● **Work item**: Lines in which "Option" appears should be pulled from the data below.

● **Collected data**:
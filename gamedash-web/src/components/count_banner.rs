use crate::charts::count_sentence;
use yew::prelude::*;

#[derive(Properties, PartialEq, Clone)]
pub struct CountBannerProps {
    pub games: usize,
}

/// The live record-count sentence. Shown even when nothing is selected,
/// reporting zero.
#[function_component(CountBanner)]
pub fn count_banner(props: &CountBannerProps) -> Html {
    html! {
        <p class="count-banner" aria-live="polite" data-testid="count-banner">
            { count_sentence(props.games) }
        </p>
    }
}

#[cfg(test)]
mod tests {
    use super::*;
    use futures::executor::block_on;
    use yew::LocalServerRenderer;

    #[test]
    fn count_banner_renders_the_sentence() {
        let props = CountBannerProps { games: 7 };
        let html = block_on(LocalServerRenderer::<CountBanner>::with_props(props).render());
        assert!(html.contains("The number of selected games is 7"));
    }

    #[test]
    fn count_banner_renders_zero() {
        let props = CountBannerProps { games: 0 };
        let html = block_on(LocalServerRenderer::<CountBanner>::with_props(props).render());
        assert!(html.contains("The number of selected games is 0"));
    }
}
...
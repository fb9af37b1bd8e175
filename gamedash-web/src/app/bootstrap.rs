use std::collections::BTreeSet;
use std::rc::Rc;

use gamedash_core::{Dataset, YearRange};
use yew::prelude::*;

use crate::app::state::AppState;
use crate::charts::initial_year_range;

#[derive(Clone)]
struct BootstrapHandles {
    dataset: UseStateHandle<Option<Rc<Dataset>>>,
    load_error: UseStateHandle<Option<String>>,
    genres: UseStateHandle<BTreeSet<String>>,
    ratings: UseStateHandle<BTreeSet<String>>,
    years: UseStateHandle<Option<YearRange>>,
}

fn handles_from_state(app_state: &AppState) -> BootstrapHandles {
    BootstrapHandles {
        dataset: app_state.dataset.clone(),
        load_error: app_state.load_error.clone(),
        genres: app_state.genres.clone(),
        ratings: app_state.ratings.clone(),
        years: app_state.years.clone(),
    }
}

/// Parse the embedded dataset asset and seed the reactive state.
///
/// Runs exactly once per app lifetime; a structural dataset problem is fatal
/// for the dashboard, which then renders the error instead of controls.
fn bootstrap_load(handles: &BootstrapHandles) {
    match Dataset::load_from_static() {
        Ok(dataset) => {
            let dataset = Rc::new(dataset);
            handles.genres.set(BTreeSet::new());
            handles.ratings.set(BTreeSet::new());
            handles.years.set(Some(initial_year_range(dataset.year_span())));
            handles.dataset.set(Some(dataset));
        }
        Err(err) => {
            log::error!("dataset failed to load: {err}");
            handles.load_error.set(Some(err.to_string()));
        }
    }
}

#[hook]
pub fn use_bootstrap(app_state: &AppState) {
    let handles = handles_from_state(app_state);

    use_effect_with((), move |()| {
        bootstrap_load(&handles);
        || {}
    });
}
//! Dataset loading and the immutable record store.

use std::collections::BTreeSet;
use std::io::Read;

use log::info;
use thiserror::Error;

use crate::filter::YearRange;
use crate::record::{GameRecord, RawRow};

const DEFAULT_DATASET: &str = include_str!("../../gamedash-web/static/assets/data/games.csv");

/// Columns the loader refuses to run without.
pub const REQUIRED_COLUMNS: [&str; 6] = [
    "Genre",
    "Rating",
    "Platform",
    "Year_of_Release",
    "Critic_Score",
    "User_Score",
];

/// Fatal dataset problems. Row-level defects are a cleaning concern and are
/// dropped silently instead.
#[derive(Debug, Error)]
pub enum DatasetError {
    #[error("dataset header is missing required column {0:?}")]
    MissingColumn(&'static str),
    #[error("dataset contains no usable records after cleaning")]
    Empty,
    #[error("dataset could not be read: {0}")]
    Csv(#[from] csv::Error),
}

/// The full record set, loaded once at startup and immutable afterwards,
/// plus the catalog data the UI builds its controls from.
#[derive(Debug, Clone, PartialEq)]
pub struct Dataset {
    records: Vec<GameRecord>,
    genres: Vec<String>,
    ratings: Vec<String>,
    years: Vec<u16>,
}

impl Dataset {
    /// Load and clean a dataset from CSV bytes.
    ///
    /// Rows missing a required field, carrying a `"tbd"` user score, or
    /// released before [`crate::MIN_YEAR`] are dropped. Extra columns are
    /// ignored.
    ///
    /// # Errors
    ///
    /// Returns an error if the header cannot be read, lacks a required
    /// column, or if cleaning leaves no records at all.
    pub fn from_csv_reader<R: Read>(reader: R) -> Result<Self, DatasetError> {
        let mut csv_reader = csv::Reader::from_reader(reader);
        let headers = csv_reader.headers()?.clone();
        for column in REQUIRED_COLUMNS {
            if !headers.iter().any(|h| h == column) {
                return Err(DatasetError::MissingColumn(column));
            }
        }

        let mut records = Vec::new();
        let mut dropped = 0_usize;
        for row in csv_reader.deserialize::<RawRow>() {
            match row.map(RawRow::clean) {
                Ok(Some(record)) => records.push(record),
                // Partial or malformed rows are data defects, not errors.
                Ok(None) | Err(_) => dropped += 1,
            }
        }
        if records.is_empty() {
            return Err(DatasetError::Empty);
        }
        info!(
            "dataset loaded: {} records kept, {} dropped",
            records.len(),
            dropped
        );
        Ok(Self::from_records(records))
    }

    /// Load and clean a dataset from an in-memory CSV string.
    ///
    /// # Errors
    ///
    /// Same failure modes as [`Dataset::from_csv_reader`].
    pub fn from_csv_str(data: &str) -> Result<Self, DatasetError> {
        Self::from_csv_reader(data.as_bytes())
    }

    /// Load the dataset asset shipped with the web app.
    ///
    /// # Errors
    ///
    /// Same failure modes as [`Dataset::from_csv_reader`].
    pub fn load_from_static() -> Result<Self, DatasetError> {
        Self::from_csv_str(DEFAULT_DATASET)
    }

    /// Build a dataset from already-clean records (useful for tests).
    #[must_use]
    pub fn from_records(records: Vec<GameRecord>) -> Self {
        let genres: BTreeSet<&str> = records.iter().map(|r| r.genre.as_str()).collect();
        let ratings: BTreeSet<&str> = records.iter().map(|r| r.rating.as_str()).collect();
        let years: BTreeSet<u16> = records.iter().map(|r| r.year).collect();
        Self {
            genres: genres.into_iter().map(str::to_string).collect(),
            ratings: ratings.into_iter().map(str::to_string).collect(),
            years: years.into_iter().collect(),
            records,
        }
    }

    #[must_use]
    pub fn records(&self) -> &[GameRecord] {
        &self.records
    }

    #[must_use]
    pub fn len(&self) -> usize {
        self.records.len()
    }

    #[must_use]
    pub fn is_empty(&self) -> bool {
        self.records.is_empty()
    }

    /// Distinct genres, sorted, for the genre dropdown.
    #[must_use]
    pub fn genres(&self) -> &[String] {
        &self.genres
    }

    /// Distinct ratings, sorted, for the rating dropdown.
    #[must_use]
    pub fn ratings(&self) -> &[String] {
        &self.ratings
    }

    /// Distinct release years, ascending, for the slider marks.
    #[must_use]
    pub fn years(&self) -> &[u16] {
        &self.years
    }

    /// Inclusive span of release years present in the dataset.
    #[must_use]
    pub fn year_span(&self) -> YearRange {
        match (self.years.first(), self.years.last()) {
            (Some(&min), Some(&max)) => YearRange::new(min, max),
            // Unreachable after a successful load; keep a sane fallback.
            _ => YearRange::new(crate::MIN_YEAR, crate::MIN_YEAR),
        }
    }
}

● **Task answer**:
    dataset: UseStateHandle<Option<Rc<Dataset>>>,
    load_error: UseStateHandle<Option<String>>,
    years: UseStateHandle<Option<YearRange>>,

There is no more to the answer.